FM 24, 1-(2-exo-bicyclo[2,2,1] hept-2-tl phenoxy-3[(1-methyl/ethyl) amino]-2-propanol is a new β-adrenoceptor antagonist. The drug-receptor complex dissociates very slowly probably because of the rigidity of the norbornyl ring (Le Fur 1978). Five healthy male volunteers were given single oral doses of placebo, 20, 40, 80, 160 and 320 mg of FM 24. Two hours later a sub-maximal exercise test was carried out with measurement of heart rate and blood pressure and a blood sample was taken for measurement of the plasma concentration of FM 24. Progressive inhibition of exercise tachycardia was observed, related approximately linearly to the log concentration of the drug. At the 320 mg dose a high degree of inhibition of exercise tachycardia occurred with a maximum heart rate of 115 beats min. Five healthy volunteers were then given a single oral dose of 80 mg and 320 mg of FM 24 on separate occasions.
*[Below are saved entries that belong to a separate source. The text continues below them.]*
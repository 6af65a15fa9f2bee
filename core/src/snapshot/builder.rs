//! Programmatic construction of snapshot images

use byteorder::{ByteOrder, LittleEndian};
use hashbrown::HashMap;

use super::types::{FieldDef, TypeDef};
use super::{Region, Snapshot};
use crate::introspect::{Address, EnumMember, ScalarEncoding, TypeId, ValueHandle};

/// Base address of the builder's bump-allocated heap.
///
/// Non-zero so that a zeroed pointer never designates builder memory.
pub const HEAP_BASE: Address = 0x1000_0000;

/// Builds a [`Snapshot`] from types and memory written piece by piece
#[derive(Debug, Default)]
pub struct SnapshotBuilder {
    types: Vec<TypeDef>,
    by_name: HashMap<String, TypeId>,
    heap: Vec<u8>,
    regions: Vec<Region>,
    variables: Vec<(String, ValueHandle)>,
}

impl SnapshotBuilder {
    pub fn new() -> Self {
        Self::default()
    }

    fn insert(&mut self, def: TypeDef) -> TypeId {
        if let Some(id) = self.by_name.get(def.name()) {
            return *id;
        }
        let id = TypeId(self.types.len() as u32);
        self.by_name.insert(def.name().to_string(), id);
        self.types.push(def);
        id
    }

    /// Register (or fetch) a primitive type
    pub fn scalar(&mut self, name: &str, size: u64, encoding: ScalarEncoding) -> TypeId {
        self.insert(TypeDef::Scalar {
            name: name.to_string(),
            size,
            encoding,
        })
    }

    /// Register (or fetch) `pointee*`
    pub fn pointer(&mut self, pointee: TypeId) -> TypeId {
        let name = format!("{}*", self.types[pointee.0 as usize].name());
        self.insert(TypeDef::Pointer { name, pointee })
    }

    /// Register (or fetch) `element[count]`
    pub fn array(&mut self, element: TypeId, count: u64) -> TypeId {
        let def = &self.types[element.0 as usize];
        let name = format!("{}[{}]", def.name(), count);
        let size = def.size() * count;
        self.insert(TypeDef::Array {
            name,
            element,
            count,
            size,
        })
    }

    /// Register an enum with its member table
    pub fn enumeration(&mut self, name: &str, size: u64, members: &[(&str, u64)]) -> TypeId {
        self.insert(TypeDef::Enum {
            name: name.to_string(),
            size,
            members: members
                .iter()
                .map(|(n, v)| EnumMember::new(*n, *v))
                .collect(),
        })
    }

    /// Reserve a struct name so self-referential types can point at it.
    ///
    /// A later [`SnapshotBuilder::structure`] with the same name fills it in.
    pub fn declare(&mut self, name: &str) -> TypeId {
        self.insert(TypeDef::Struct {
            name: name.to_string(),
            size: 0,
            fields: Vec::new(),
            template_args: Vec::new(),
        })
    }

    /// Start laying out a struct
    pub fn structure(&mut self, name: &str) -> StructBuilder<'_> {
        StructBuilder {
            builder: self,
            name: name.to_string(),
            fields: Vec::new(),
            template_args: Vec::new(),
            offset: 0,
            size: None,
        }
    }

    pub fn type_id(&self, name: &str) -> Option<TypeId> {
        self.by_name.get(name).copied()
    }

    pub fn type_name(&self, ty: TypeId) -> &str {
        self.types[ty.0 as usize].name()
    }

    pub fn size_of(&self, ty: TypeId) -> u64 {
        self.types[ty.0 as usize].size()
    }

    fn align_of(&self, ty: TypeId) -> u64 {
        match &self.types[ty.0 as usize] {
            TypeDef::Array { element, .. } => self.align_of(*element),
            other => other.align(),
        }
    }

    /// Offset of a named member of a struct type, searching base classes
    pub fn field_offset(&self, ty: TypeId, name: &str) -> Option<(u64, TypeId)> {
        let TypeDef::Struct { fields, .. } = &self.types[ty.0 as usize] else {
            return None;
        };
        if let Some(f) = fields.iter().find(|f| f.name == name) {
            return Some((f.offset, f.ty));
        }
        fields.iter().filter(|f| f.base).find_map(|f| {
            self.field_offset(f.ty, name)
                .map(|(offset, ty)| (f.offset + offset, ty))
        })
    }

    /// Allocate zeroed heap memory
    pub fn alloc(&mut self, size: u64, align: u64) -> Address {
        let align = align.max(1);
        let start = (self.heap.len() as u64).div_ceil(align) * align;
        self.heap.resize((start + size.max(1)) as usize, 0);
        HEAP_BASE + start
    }

    /// Allocate zeroed heap memory for one value of `ty`
    pub fn alloc_value(&mut self, ty: TypeId) -> Address {
        let size = self.size_of(ty);
        let align = self.align_of(ty);
        self.alloc(size, align)
    }

    /// Write bytes anywhere; memory outside the heap becomes its own region
    pub fn write(&mut self, address: Address, bytes: &[u8]) -> &mut Self {
        if address >= HEAP_BASE {
            let start = (address - HEAP_BASE) as usize;
            let end = start + bytes.len();
            if self.heap.len() < end {
                self.heap.resize(end, 0);
            }
            self.heap[start..end].copy_from_slice(bytes);
            return self;
        }

        let existing = self.regions.iter_mut().find(|r| {
            address >= r.base && address - r.base <= r.bytes.len() as u64
        });
        match existing {
            Some(region) => {
                let start = (address - region.base) as usize;
                let end = start + bytes.len();
                if region.bytes.len() < end {
                    region.bytes.resize(end, 0);
                }
                region.bytes[start..end].copy_from_slice(bytes);
            }
            None => self.regions.push(Region {
                base: address,
                bytes: bytes.to_vec(),
            }),
        }
        self
    }

    /// Write a little-endian integer of `size` bytes
    pub fn write_uint(&mut self, address: Address, size: u64, value: u64) -> &mut Self {
        let mut buf = [0u8; 8];
        LittleEndian::write_u64(&mut buf, value);
        self.write(address, &buf[..size as usize])
    }

    pub fn write_f32(&mut self, address: Address, value: f32) -> &mut Self {
        self.write(address, &value.to_le_bytes())
    }

    /// Write an integral member of a struct placed at `base`.
    ///
    /// # Panics
    ///
    /// Panics if `ty` has no member called `name`.
    pub fn set_field(&mut self, base: Address, ty: TypeId, name: &str, value: u64) -> &mut Self {
        let Some((offset, field_ty)) = self.field_offset(ty, name) else {
            panic!("type `{}` has no member `{}`", self.types[ty.0 as usize].name(), name);
        };
        let size = self.size_of(field_ty).min(8);
        self.write_uint(base + offset, size, value)
    }

    /// Address of a member of a struct placed at `base`.
    ///
    /// # Panics
    ///
    /// Panics if `ty` has no member called `name`.
    pub fn field_address(&self, base: Address, ty: TypeId, name: &str) -> Address {
        match self.field_offset(ty, name) {
            Some((offset, _)) => base + offset,
            None => panic!("type `{}` has no member `{}`", self.types[ty.0 as usize].name(), name),
        }
    }

    /// Add a captured region verbatim
    pub fn add_region(&mut self, base: Address, bytes: Vec<u8>) -> &mut Self {
        self.regions.push(Region { base, bytes });
        self
    }

    /// Name a root value
    pub fn variable(&mut self, name: &str, address: Address, ty: TypeId) -> &mut Self {
        self.variables
            .push((name.to_string(), ValueHandle::at(address, ty)));
        self
    }

    pub fn build(self) -> Snapshot {
        let mut regions = self.regions;
        if !self.heap.is_empty() {
            regions.push(Region {
                base: HEAP_BASE,
                bytes: self.heap,
            });
        }
        Snapshot::from_parts(self.types, regions, self.variables)
    }
}

/// Lays out one struct type; members are placed at their natural alignment
pub struct StructBuilder<'a> {
    builder: &'a mut SnapshotBuilder,
    name: String,
    fields: Vec<FieldDef>,
    template_args: Vec<TypeId>,
    offset: u64,
    size: Option<u64>,
}

impl StructBuilder<'_> {
    pub fn template_arg(mut self, ty: TypeId) -> Self {
        self.template_args.push(ty);
        self
    }

    /// Append a member after the previous one
    pub fn field(mut self, name: &str, ty: TypeId) -> Self {
        let align = self.builder.align_of(ty);
        let offset = self.offset.div_ceil(align) * align;
        self.offset = offset + self.builder.size_of(ty);
        self.fields.push(FieldDef {
            name: name.to_string(),
            offset,
            ty,
            base: false,
        });
        self
    }

    /// Append a base-class subobject, named after its type
    pub fn base(mut self, ty: TypeId) -> Self {
        let name = self.builder.types[ty.0 as usize].name().to_string();
        self = self.field(&name, ty);
        if let Some(last) = self.fields.last_mut() {
            last.base = true;
        }
        self
    }

    /// Place a member at an explicit offset (unions, overlapping storage)
    pub fn field_at(mut self, name: &str, offset: u64, ty: TypeId) -> Self {
        self.offset = self.offset.max(offset + self.builder.size_of(ty));
        self.fields.push(FieldDef {
            name: name.to_string(),
            offset,
            ty,
            base: false,
        });
        self
    }

    /// Override the computed size
    pub fn size(mut self, size: u64) -> Self {
        self.size = Some(size);
        self
    }

    pub fn finish(self) -> TypeId {
        let size = self.size.unwrap_or_else(|| self.offset.div_ceil(8) * 8);
        let def = TypeDef::Struct {
            name: self.name.clone(),
            size,
            fields: self.fields,
            template_args: self.template_args,
        };
        match self.builder.by_name.get(&self.name).copied() {
            // Fill in a forward declaration
            Some(id) => {
                self.builder.types[id.0 as usize] = def;
                id
            }
            None => self.builder.insert(def),
        }
    }
}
Blood samples were taken and submaximal exercise tests were carried out before and at 2, 6, 12, 24, 36, 60, 108 and 168 h after the dose. The plasma concentration fell rapidly during the first 24 h and by that time was less than 10% of the peak value. The degree of inhibition of submaximal exercise tachycardia changed little during the first 24 h after the dose and thereafter declined at a rate which varied in different subjects. The main interest of the study lies in the difference in the concentration-effect relationship 2 h after doses of 20-320 mg and over 7 days after 80 mg or 320 mg doses. At 2 h there was an approximately linear relationship between log FM 24 concentration and inhibition of exercise tachycardia. In the 7 day study the inhibition of exercise tachycardia was on a plateau for the 6-24 h period. During this time the plasma concentration fell rapidly. The data are consistent with a prolonged duration of action due to a slow dissociation of the drug receptor complex, although an active metabolite of FM 24 cannot be excluded. The plateau of effect during the 6-24 h period is of particular interest. One possible explanation is that it represents the turnover time of the cardiac β-adrenoceptors.